Cannot make it home without texting a friend?  Need to call home to check on plans?  Just need to send one last text?  Save it.

Distracted driving is a leading factor in traffic accidents and fatalities in the United States.  The National Highway Traffic Safety Administration (NHTSA) estimates drivers using hand-held cell phones are four times more likely to cause serious injury while driving.  Texting drivers are 23 times more likely to injure or kill.

In July 2011, Governor Cuomo signed a law making use of handheld electronic devices while driving a primary offense, increasing penalty points at the same time.  Since that time, ticketed violations have soared.

Text violations in 2010 totaled 3,248.  From July 2011 to February 2012, that figure was 7,495.  Suffolk, Westchester and Nassau counties top the list for hand-held cell phone violations outside New York City.

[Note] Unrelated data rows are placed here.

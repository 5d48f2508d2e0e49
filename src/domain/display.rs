/*
Rendering of a hierarchy as a termtree. One subtree per root, hung under a
synthetic "<hierarchy>" node so that forests print as a single tree.
 */
use termtree::Tree;
use tracing::instrument;

use crate::domain::hierarchy::Hierarchy;
use crate::domain::id::NodeId;
use crate::domain::node::{Node, Role};
use crate::domain::projection::NativeProjection;

pub const HIERARCHY_ROOT_LABEL: &str = "<hierarchy>";

pub trait HierarchyDisplay {
    fn to_tree_string(&self, with_frames: bool) -> Tree<String>;
}

fn describe(node: &Node, with_frames: bool) -> String {
    let mut text = node.to_string();
    if node.role != Role::None {
        text.push_str(&format!(" [{:?}]", node.role));
    }
    if with_frames {
        text.push_str(&format!(" @ {}", node.frame()));
    }
    text
}

impl<P: NativeProjection> HierarchyDisplay for Hierarchy<P> {
    #[instrument(level = "debug", skip(self))]
    fn to_tree_string(&self, with_frames: bool) -> Tree<String> {
        fn build<P: NativeProjection>(
            hierarchy: &Hierarchy<P>,
            id: NodeId,
            with_frames: bool,
        ) -> Option<Tree<String>> {
            let node = hierarchy.node(id)?;
            let leaves: Vec<_> = node
                .children()
                .iter()
                .filter_map(|&child| build(hierarchy, child, with_frames))
                .collect();
            Some(Tree::new(describe(node, with_frames)).with_leaves(leaves))
        }

        let leaves: Vec<_> = self
            .roots()
            .iter()
            .filter_map(|&root| build(self, root, with_frames))
            .collect();
        Tree::new(HIERARCHY_ROOT_LABEL.to_string()).with_leaves(leaves)
    }
}

#[cfg(test)]
mod tests {
    use super::*;

    #[test]
    fn given_nested_nodes_when_rendering_then_shows_structure() {
        let mut h = Hierarchy::new();
        let root = h.add(None, Some("window")).unwrap();
        let button = h.add(Some(root), Some("ok")).unwrap();
        h.node_mut(button).unwrap().role = Role::Button;

        let rendered = h.to_tree_string(false).to_string();
        let lines: Vec<&str> = rendered.lines().collect();
        assert_eq!(lines[0], HIERARCHY_ROOT_LABEL);
        assert!(lines[1].ends_with(&format!("{} window", root)));
        assert!(lines[2].ends_with(&format!("{} ok [Button]", button)));
    }

    #[test]
    fn given_frames_requested_when_rendering_then_appends_frame() {
        let mut h = Hierarchy::new();
        h.add(None, Some("window")).unwrap();
        let rendered = h.to_tree_string(true).to_string();
        assert!(rendered.contains("@ (0, 0) 0x0"));
    }
}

Earlier this year, U.S. Transportation Secretary Ray LaHood introduced federal guidelines to reduce the number of in-cab electronic devices in cars, sports utility vehicles, and light trucks.   The guidelines, proposed in February, are an initial effort to voluntarily engineer removal of navigation, entertainment, and information devices that distract drivers from their primary task — driving.

Hands-free devices are not the answer. Driving is a cognitive task employing visual, mental and physical attention.  Driving distracted is driving impaired.  Next time you drive?  Make sure that next text message is not your last.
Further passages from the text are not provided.